• _INPUT RECORDS_:
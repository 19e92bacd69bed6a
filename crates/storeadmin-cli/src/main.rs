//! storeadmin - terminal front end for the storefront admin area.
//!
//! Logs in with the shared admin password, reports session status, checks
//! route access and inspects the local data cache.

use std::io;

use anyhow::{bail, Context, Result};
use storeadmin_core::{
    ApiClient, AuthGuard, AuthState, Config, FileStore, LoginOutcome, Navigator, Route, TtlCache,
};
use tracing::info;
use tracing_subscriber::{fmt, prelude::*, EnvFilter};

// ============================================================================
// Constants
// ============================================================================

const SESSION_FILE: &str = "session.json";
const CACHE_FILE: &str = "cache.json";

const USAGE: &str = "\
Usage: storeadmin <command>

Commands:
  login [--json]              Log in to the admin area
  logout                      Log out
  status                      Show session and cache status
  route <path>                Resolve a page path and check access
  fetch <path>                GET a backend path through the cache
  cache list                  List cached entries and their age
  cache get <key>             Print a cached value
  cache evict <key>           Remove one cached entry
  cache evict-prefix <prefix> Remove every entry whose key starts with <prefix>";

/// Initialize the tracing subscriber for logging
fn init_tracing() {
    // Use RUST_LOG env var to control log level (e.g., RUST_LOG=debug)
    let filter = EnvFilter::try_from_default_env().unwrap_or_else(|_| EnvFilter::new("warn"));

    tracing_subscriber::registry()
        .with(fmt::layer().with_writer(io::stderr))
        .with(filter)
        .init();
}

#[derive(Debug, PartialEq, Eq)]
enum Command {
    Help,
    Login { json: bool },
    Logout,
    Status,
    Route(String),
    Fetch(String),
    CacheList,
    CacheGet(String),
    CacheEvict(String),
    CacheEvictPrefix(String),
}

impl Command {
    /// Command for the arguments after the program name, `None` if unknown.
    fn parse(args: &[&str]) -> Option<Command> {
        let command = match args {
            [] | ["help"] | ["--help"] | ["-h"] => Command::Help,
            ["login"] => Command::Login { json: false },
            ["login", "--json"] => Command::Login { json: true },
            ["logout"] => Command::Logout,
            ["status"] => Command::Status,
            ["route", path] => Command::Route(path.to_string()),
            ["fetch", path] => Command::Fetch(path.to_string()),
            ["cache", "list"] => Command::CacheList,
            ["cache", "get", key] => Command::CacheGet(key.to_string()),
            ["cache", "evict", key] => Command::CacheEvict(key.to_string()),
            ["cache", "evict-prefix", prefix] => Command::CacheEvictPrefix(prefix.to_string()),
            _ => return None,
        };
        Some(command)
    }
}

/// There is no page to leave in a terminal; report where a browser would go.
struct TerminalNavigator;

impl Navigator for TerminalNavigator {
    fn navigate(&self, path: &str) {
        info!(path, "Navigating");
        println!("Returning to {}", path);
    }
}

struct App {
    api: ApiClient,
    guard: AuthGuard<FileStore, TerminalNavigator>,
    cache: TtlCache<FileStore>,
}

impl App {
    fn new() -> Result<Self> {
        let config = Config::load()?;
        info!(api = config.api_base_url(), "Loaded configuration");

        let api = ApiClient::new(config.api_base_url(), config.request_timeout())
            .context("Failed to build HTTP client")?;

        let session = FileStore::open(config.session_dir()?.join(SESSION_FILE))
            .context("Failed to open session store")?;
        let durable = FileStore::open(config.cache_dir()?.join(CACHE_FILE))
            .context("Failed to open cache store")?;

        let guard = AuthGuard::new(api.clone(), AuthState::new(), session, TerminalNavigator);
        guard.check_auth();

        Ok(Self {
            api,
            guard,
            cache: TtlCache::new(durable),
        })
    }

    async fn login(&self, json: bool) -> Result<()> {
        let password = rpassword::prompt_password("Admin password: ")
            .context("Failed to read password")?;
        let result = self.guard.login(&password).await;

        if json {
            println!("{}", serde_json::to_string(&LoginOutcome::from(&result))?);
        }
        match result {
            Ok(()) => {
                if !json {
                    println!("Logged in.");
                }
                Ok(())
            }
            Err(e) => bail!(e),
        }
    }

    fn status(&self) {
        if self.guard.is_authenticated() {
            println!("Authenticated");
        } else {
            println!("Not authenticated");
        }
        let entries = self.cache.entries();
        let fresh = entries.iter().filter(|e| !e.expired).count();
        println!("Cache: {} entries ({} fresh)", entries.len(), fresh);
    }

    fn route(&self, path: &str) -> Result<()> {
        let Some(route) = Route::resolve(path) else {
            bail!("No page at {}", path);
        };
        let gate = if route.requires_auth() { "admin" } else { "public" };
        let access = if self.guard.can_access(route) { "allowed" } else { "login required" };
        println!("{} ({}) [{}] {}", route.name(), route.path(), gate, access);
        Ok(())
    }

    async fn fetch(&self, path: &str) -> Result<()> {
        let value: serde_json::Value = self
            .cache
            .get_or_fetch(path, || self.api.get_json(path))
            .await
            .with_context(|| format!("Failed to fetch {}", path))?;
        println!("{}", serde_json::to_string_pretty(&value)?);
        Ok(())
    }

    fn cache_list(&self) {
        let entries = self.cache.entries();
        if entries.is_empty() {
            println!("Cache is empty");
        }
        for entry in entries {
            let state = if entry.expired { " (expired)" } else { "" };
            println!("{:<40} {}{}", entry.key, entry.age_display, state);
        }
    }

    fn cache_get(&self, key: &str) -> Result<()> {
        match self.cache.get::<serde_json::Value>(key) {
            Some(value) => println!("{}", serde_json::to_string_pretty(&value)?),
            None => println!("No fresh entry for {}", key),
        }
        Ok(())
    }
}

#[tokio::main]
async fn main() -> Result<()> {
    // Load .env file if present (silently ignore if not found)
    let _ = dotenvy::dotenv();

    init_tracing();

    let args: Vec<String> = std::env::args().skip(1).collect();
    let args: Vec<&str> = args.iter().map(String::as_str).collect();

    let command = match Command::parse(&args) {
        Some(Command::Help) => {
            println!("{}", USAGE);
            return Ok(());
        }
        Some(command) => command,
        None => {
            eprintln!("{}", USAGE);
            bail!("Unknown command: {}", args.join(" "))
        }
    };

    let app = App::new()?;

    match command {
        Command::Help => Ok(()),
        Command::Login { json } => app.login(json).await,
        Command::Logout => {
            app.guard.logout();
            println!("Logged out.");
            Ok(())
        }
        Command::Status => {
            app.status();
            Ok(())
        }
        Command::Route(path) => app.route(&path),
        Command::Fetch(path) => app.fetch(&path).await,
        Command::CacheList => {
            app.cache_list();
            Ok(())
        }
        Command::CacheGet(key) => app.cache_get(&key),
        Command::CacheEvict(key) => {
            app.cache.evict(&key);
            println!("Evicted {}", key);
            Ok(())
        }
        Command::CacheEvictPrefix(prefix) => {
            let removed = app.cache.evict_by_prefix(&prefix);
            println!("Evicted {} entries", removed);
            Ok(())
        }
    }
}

---

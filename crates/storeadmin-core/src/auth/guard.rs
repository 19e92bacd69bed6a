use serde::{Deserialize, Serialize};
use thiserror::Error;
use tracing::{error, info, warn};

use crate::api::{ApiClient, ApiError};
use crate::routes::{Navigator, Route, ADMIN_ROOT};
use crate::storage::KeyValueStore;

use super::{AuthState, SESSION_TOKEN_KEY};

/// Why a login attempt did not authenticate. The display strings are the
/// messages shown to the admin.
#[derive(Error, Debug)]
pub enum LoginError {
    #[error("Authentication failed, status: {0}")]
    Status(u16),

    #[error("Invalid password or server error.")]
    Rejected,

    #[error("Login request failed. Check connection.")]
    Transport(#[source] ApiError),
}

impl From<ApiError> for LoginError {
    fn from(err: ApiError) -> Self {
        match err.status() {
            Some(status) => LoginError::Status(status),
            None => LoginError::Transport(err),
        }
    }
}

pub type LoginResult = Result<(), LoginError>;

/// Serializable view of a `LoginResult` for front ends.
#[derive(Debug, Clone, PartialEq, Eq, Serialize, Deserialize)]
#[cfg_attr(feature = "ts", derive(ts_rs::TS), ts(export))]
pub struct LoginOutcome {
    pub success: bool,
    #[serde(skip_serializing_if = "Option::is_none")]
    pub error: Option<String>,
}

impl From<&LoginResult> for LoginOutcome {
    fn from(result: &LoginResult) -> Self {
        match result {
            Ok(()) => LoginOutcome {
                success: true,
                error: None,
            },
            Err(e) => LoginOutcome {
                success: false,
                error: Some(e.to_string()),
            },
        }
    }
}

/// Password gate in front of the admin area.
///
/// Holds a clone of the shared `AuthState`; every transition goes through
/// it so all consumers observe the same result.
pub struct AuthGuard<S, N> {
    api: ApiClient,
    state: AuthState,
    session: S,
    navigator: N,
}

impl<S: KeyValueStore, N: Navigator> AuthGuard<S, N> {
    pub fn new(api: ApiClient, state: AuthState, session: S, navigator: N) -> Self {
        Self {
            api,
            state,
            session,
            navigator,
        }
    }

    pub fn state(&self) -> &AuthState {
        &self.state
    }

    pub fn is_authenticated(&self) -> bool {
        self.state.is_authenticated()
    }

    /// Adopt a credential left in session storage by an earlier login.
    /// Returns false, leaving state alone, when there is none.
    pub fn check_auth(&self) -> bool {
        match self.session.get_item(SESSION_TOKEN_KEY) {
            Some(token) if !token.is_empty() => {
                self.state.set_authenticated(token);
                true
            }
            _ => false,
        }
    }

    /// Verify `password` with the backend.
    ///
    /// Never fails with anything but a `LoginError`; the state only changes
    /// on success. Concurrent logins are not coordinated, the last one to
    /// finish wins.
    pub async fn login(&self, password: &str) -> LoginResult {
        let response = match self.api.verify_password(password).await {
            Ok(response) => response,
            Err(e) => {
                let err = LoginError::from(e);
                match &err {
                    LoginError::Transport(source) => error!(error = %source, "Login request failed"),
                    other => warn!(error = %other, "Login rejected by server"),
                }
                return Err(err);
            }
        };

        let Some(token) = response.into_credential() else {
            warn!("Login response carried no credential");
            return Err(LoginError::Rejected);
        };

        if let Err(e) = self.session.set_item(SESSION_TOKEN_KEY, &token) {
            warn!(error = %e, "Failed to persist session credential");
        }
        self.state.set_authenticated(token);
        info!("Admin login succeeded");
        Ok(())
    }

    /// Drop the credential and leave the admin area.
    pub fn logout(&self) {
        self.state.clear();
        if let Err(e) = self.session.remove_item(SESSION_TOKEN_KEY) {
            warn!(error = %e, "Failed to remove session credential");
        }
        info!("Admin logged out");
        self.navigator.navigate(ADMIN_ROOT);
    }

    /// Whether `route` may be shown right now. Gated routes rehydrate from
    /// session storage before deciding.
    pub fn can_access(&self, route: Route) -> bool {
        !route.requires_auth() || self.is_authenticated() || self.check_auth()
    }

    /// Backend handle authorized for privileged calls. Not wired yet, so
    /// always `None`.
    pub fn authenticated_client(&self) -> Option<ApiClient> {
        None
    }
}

--

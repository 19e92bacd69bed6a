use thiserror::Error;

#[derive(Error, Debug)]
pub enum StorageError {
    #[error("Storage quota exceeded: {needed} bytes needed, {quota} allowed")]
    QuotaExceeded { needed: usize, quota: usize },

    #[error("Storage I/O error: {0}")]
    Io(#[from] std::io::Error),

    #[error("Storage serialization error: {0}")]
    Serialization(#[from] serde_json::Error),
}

• _TASK TO CARRY OUT_: Report the number of lines in the records that include the string "enum", and write no other words.

• _PROBLEM SOLUTION_: 3